Mantis Bug Tracker

View Issue Details Jump to Notes ] Issue History ] Print ]
IDProjectCategoryView StatusDate SubmittedLast Update
0007180OCamlruntime system and C interfacepublic2016-03-14 21:532017-11-14 11:38
Reporterbraibant 
Assigned Todoligez 
PrioritynormalSeverityminorReproducibilityalways
StatusassignedResolutionreopened 
PlatformOSOS Version
Product Version 
Target VersionFixed in Version 
Summary0007180: Change of behavior in Gc.major_slice in 4.03
DescriptionI am trying to understand the changes in the Gc heuristics in the upcoming 4.03 w.r.t custom blocks. More specifically, I looked at how the value of caml_extra_heap_resources in major_gc.c contributes to make the Gc run major collection more often.
 
I am puzzled by the output of the attached test program. It's a loop that allocates k custom blocks with used = 1, max = 1000. The payload of the blocks is a pointer to (big) heap allocated region (to detect issues). The main loop calls `Gc.major_slice i` every so often (where i is a small int).

In 4.02.3, the program reaches a steady state: the custom blocks are deallocated as expected, Gc.major_slice returns a non-zero integer.

In todays's 4.03 (or 4.03.0+beta1), depending on the value of k and i, it's possible to get a steady state, or to eat all the available memory. If Gc.major_slice is called with i = 0 or a small int, its return value is 0. If Gc.major_slice is called with i = 10, the return value of Gc.major_slice is still 0, and the program quickly eats all available memory.

Returning 0 seems to violate the documentation for 4.02.3 "In all cases, the result is the computed slice size." (It would be nice to document the unit of the size here.)

The fact that the program eats all memory seems to violate this part of the manual (which has not changed between 4.02.3 and 4.03.0+beta1)
https://github.com/ocaml/ocaml/blob/4.03/manual/manual/cmds/intf-c.etex#L1804-L1811 [^]

The way I read it is that I should expect one full major collection every N allocations (when used/max = 1 / N). It seems that giving "bad" slice sizes to Gc.major_slice confuses the speed heuristic.

I tried to have a look at the Gc code to understand better what was going on, and I am confused by the code that was added by this commit https://github.com/ocaml/ocaml/commit/0225ca01e39289ce1801fb09cd011cdbfb542b8d [^]

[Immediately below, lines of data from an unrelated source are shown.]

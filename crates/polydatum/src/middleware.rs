//! Context middleware wrapping the whole lifetime of a context.
//!
//! Middleware providers are acquired in registration order when a context
//! is entered and released in reverse order when it exits. Unlike resources,
//! middleware may suppress or replace the in-flight fault.

use std::fmt;
use std::sync::Arc;

use crate::context::ExecutionContext;
use crate::fault::Fault;
use crate::protocol::{Provider, Step};

/// Provider created for one middleware in one context.
pub type MiddlewareProvider = Box<dyn Provider<Ready = ()>>;

/// Factory for per-context middleware providers.
pub trait ContextMiddleware: Send + Sync {
    /// Name used in diagnostics.
    fn name(&self) -> &str;

    /// Builds a fresh provider for `context`.
    fn provider(&self, context: &ExecutionContext) -> MiddlewareProvider;
}

/// How [`FnMiddleware`] treats the in-flight fault on exit.
#[derive(Debug, Clone, Copy, PartialEq, Eq)]
pub enum Disposition {
    /// Let the fault continue down the middleware stack.
    Propagate,
    /// Swallow the fault.
    Suppress,
}

type EnterFn = dyn Fn(&ExecutionContext) -> Result<(), Fault> + Send + Sync;
type LeaveFn = dyn Fn(&ExecutionContext, Option<&Fault>) -> Result<Disposition, Fault> + Send + Sync;

/// Middleware built from an enter closure and a leave closure.
pub struct FnMiddleware {
    name: String,
    enter: Arc<EnterFn>,
    leave: Arc<LeaveFn>,
}

impl FnMiddleware {
    /// Creates middleware from two closures.
    ///
    /// `leave` runs during teardown. Returning an error replaces the
    /// in-flight fault.
    pub fn new<E, L>(name: impl Into<String>, enter: E, leave: L) -> Self
    where
        E: Fn(&ExecutionContext) -> Result<(), Fault> + Send + Sync + 'static,
        L: Fn(&ExecutionContext, Option<&Fault>) -> Result<Disposition, Fault>
            + Send
            + Sync
            + 'static,
    {
        Self {
            name: name.into(),
            enter: Arc::new(enter),
            leave: Arc::new(leave),
        }
    }
}

impl fmt::Debug for FnMiddleware {
    fn fmt(&self, formatter: &mut fmt::Formatter<'_>) -> fmt::Result {
        formatter
            .debug_struct("FnMiddleware")
            .field("name", &self.name)
            .finish_non_exhaustive()
    }
}

impl ContextMiddleware for FnMiddleware {
    fn name(&self) -> &str {
        &self.name
    }

    fn provider(&self, _context: &ExecutionContext) -> MiddlewareProvider {
        Box::new(FnMiddlewareProvider {
            enter: Arc::clone(&self.enter),
            leave: Arc::clone(&self.leave),
        })
    }
}

struct FnMiddlewareProvider {
    enter: Arc<EnterFn>,
    leave: Arc<LeaveFn>,
}

impl Provider for FnMiddlewareProvider {
    type Ready = ();

    fn acquire(&mut self, context: &ExecutionContext) -> Result<Step<()>, Fault> {
        (self.enter)(context)?;
        Ok(Step::Ready(()))
    }

    fn release(
        &mut self,
        context: &ExecutionContext,
        fault: Option<&Fault>,
    ) -> Result<Step<()>, Fault> {
        match ((self.leave)(context, fault)?, fault) {
            (Disposition::Propagate, Some(in_flight)) => Err(in_flight.clone()),
            (Disposition::Propagate | Disposition::Suppress, _) => Ok(Step::Done),
        }
    }
}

https://github.com/ocaml/ocaml/blob/4.03/byterun/major_gc.c#L679-L680 [^]
https://github.com/ocaml/ocaml/blob/4.03/byterun/major_gc.c#L803 [^]

if p is capped at 0.3, why do we reset caml_extra_heap_resources to 0.0? Shouldn't it be decreased by the actual amount of work that was done to copy with the steady state assumption?
Steps To Reproduceopam switch 4.03.0+beta1
make clean
make test # build the test binary
make success # call Gc.major_slice 0, reach a steady state.
make failure # call Gc.major_slice 10, runs out of memory

opam switch 4.02.3
make clean
make test # build the test binary
make success # call Gc.major_slice 0, reach a steady state
make failure # call Gc.major_slice 10, reach a steady state
TagsNo tags attached.
Attached Filesgz file icon test-gc-major-slice.tar.gz [^] (994 bytes) 2016-03-14 21:53
? file icon test-gc-minor-slice-4-03.ml [^] (581 bytes) 2016-03-22 17:35 [Show Content]
gz file icon test-gc-minor-slice.tar.gz [^] (1,053 bytes) 2016-03-29 10:24

- Relationships
related to 0007100assigneddoligez Bigarray's caml_ba_alloc doesn't try GC if malloc fails 

-  Notes
(0015561)
braibant (reporter)
2016-03-21 11:38

Looking at the changes introduced by the aforementioned commit, the return type of
caml_major_collection_slice was changed to void, and Gc.major_slice has been explicitly changed to return 0. If this change is intentional, I would be happy to edit the relevant entry to mark it as potentially breaking in the changelog and update the documentation in gc.mli to explain the change.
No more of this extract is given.